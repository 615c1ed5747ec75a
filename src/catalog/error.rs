use serde::Serialize;

/// Errors that can occur while parsing a product catalog
#[derive(Debug, thiserror::Error)]
pub enum CatalogError {
    /// The supplied buffer has no bytes
    #[error("XML document is empty")]
    EmptyInput,

    /// The byte stream cannot be tokenized as a well-formed XML document
    #[error("Malformed XML document: {0}")]
    MalformedDocument(String),

    /// A mandatory element never appeared inside its block
    #[error("Block <{block}> does not contain required element <{field}>")]
    MissingRequiredField {
        /// Enclosing block tag
        block: &'static str,
        /// Missing element tag
        field: &'static str,
    },

    /// A mandatory element was found but its text is blank
    #[error("Required element <{field}> in block <{block}> must not be empty")]
    EmptyRequiredField {
        /// Enclosing block tag
        block: &'static str,
        /// Blank element tag
        field: &'static str,
    },

    /// An integer-typed element contains non-numeric text
    #[error("Element <{field}> is not a valid integer: {value:?}")]
    InvalidNumericField {
        /// Element tag
        field: &'static str,
        /// Offending text
        value: String,
    },

    /// The underlying byte source failed
    #[error("Failed to read XML stream: {0}")]
    StreamReadFailure(#[from] std::io::Error),
}

impl CatalogError {
    /// Coarse classification of this error
    pub fn kind(&self) -> FailureKind {
        match self {
            CatalogError::EmptyInput => FailureKind::EmptyInput,
            CatalogError::MalformedDocument(_) => FailureKind::MalformedDocument,
            CatalogError::MissingRequiredField { .. } => FailureKind::MissingRequiredField,
            CatalogError::EmptyRequiredField { .. } => FailureKind::EmptyRequiredField,
            CatalogError::InvalidNumericField { .. } => FailureKind::InvalidNumericField,
            CatalogError::StreamReadFailure(_) => FailureKind::StreamReadFailure,
        }
    }

    /// Wrap a low-level reader error, keeping the byte offset it occurred at
    pub(crate) fn from_xml(err: quick_xml::Error, position: u64) -> Self {
        match err {
            quick_xml::Error::Io(io) => {
                CatalogError::StreamReadFailure(std::io::Error::new(io.kind(), io.to_string()))
            }
            other => CatalogError::MalformedDocument(format!("at byte {}: {}", position, other)),
        }
    }
}

/// Failure taxonomy shared by the parser, the workbook sink and the converter
#[derive(Debug, Clone, Copy, PartialEq, Eq, Hash, Serialize)]
#[serde(rename_all = "SCREAMING_SNAKE_CASE")]
pub enum FailureKind {
    /// Zero-length input
    EmptyInput,
    /// Not well-formed XML
    MalformedDocument,
    /// Mandatory element absent
    MissingRequiredField,
    /// Mandatory element blank
    EmptyRequiredField,
    /// Non-integer numeric element
    InvalidNumericField,
    /// Reading the input failed
    StreamReadFailure,
    /// Rendering the workbook failed
    GenerationFailure,
    /// Writing the output file failed
    OutputWriteFailure,
}

impl FailureKind {
    /// Whether the failure is caused by the submitted document rather than the environment
    pub fn is_bad_input(&self) -> bool {
        matches!(
            self,
            FailureKind::EmptyInput
                | FailureKind::MalformedDocument
                | FailureKind::MissingRequiredField
                | FailureKind::EmptyRequiredField
                | FailureKind::InvalidNumericField
        )
    }
}
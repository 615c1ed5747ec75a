//! Element names recognized inside a product catalog

/// Closed set of tags the product parser dispatches on
#[derive(Debug, Clone, Copy, PartialEq, Eq)]
pub enum ProductTag {
    /// `productInfo` - one product record
    ProductInfo,
    /// `indexNum` - sequence index
    IndexNum,
    /// `name` - full product name
    Name,
    /// `trademarkInfo` - trademark block
    TrademarkInfo,
    /// `trademark` - trademark text inside the trademark block
    Trademark,
    /// `OKEIInfo` - unit-of-measure block
    OkeiInfo,
    /// `nationalCode` - unit national code inside the OKEI block
    NationalCode,
    /// `OKPD2Info` - classification block
    Okpd2Info,
    /// `OKPDCode` - classification code inside the OKPD2 block
    OkpdCode,
    /// `medicalProductCode`
    MedicalProductCode,
    /// `countryFullName`
    CountryFullName,
    /// `manufacturer`
    Manufacturer,
    /// Any element not listed above
    Other,
}

impl ProductTag {
    /// Classify an element by its local name
    pub fn from_name(name: &str) -> Self {
        match name {
            "productInfo" => ProductTag::ProductInfo,
            "indexNum" => ProductTag::IndexNum,
            "name" => ProductTag::Name,
            "trademarkInfo" => ProductTag::TrademarkInfo,
            "trademark" => ProductTag::Trademark,
            "OKEIInfo" => ProductTag::OkeiInfo,
            "nationalCode" => ProductTag::NationalCode,
            "OKPD2Info" => ProductTag::Okpd2Info,
            "OKPDCode" => ProductTag::OkpdCode,
            "medicalProductCode" => ProductTag::MedicalProductCode,
            "countryFullName" => ProductTag::CountryFullName,
            "manufacturer" => ProductTag::Manufacturer,
            _ => ProductTag::Other,
        }
    }

    /// The element name as it appears in documents
    pub fn as_str(&self) -> &'static str {
        match self {
            ProductTag::ProductInfo => "productInfo",
            ProductTag::IndexNum => "indexNum",
            ProductTag::Name => "name",
            ProductTag::TrademarkInfo => "trademarkInfo",
            ProductTag::Trademark => "trademark",
            ProductTag::OkeiInfo => "OKEIInfo",
            ProductTag::NationalCode => "nationalCode",
            ProductTag::Okpd2Info => "OKPD2Info",
            ProductTag::OkpdCode => "OKPDCode",
            ProductTag::MedicalProductCode => "medicalProductCode",
            ProductTag::CountryFullName => "countryFullName",
            ProductTag::Manufacturer => "manufacturer",
            ProductTag::Other => "",
        }
    }
}
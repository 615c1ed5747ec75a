/// Errors that can occur while generating a workbook
#[derive(Debug, thiserror::Error)]
pub enum SheetError {
    /// Error from the XLSX writer
    #[error("XLSX writer error: {0}")]
    XlsxError(#[from] rust_xlsxwriter::XlsxError),

    /// The configured worksheet name is not accepted by spreadsheet applications
    #[error("Invalid sheet name {name:?}: {reason}")]
    InvalidSheetName {
        /// Rejected name
        name: String,
        /// Why it was rejected
        reason: &'static str,
    },

    /// More products than a single worksheet can hold
    #[error("{rows} products do not fit in one worksheet (limit {limit})")]
    TooManyRows {
        /// Number of products offered
        rows: usize,
        /// Data rows available below the header
        limit: usize,
    },
}
use anyhow::Result;
use clap::{Parser, Subcommand};
use std::path::PathBuf;

mod config;
mod convert;
mod inspect;

/// catalog2xlsx - Product catalog XML to XLSX converter
#[derive(Parser)]
#[command(name = "catalog2xlsx")]
#[command(author, version, about, long_about = None)]
pub struct Cli {
    /// Verbosity level (-v for info, -vv for debug)
    #[arg(short, long, action = clap::ArgAction::Count, global = true)]
    verbose: u8,

    #[command(subcommand)]
    command: Commands,
}

#[derive(Subcommand)]
enum Commands {
    /// Convert a catalog XML file to an XLSX workbook
    Convert {
        /// Input catalog XML file path
        #[arg(value_name = "INPUT")]
        input: PathBuf,

        /// Output workbook path (defaults to INPUT with an .xlsx extension)
        #[arg(value_name = "OUTPUT")]
        output: Option<PathBuf>,

        /// Load settings from a TOML config file
        #[arg(long, value_name = "FILE")]
        config: Option<PathBuf>,

        /// Worksheet name
        #[arg(long, value_name = "NAME")]
        sheet_name: Option<String>,

        /// Keep document order instead of sorting by index
        #[arg(long)]
        keep_order: bool,

        /// Print the summary or error as JSON
        #[arg(long)]
        json: bool,
    },

    /// Parse a catalog and print the extracted products
    Inspect {
        /// Input catalog XML file path
        #[arg(value_name = "INPUT")]
        input: PathBuf,

        /// Print products as a JSON array
        #[arg(long)]
        json: bool,
    },
}

impl Cli {
    pub fn verbosity(&self) -> u8 {
        self.verbose
    }
}

pub fn init_logging(verbosity: u8) {
    let log_level = match verbosity {
        0 => "warn",
        1 => "info",
        _ => "debug",
    };
    env_logger::Builder::from_env(env_logger::Env::default().default_filter_or(log_level)).init();
}

pub fn dispatch(cli: Cli) -> Result<()> {
    match cli.command {
        Commands::Convert {
            input,
            output,
            config,
            sheet_name,
            keep_order,
            json,
        } => convert::run(convert::ConvertArgs {
            input,
            output,
            config,
            sheet_name,
            keep_order,
            json,
        }),
        Commands::Inspect { input, json } => inspect::run(input, json),
    }
}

*INSTRUCTIONS FOR THE TASK*.
Provide only the number of lines in the records containing the string "unit".

*WRITTEN SOLUTION*.
2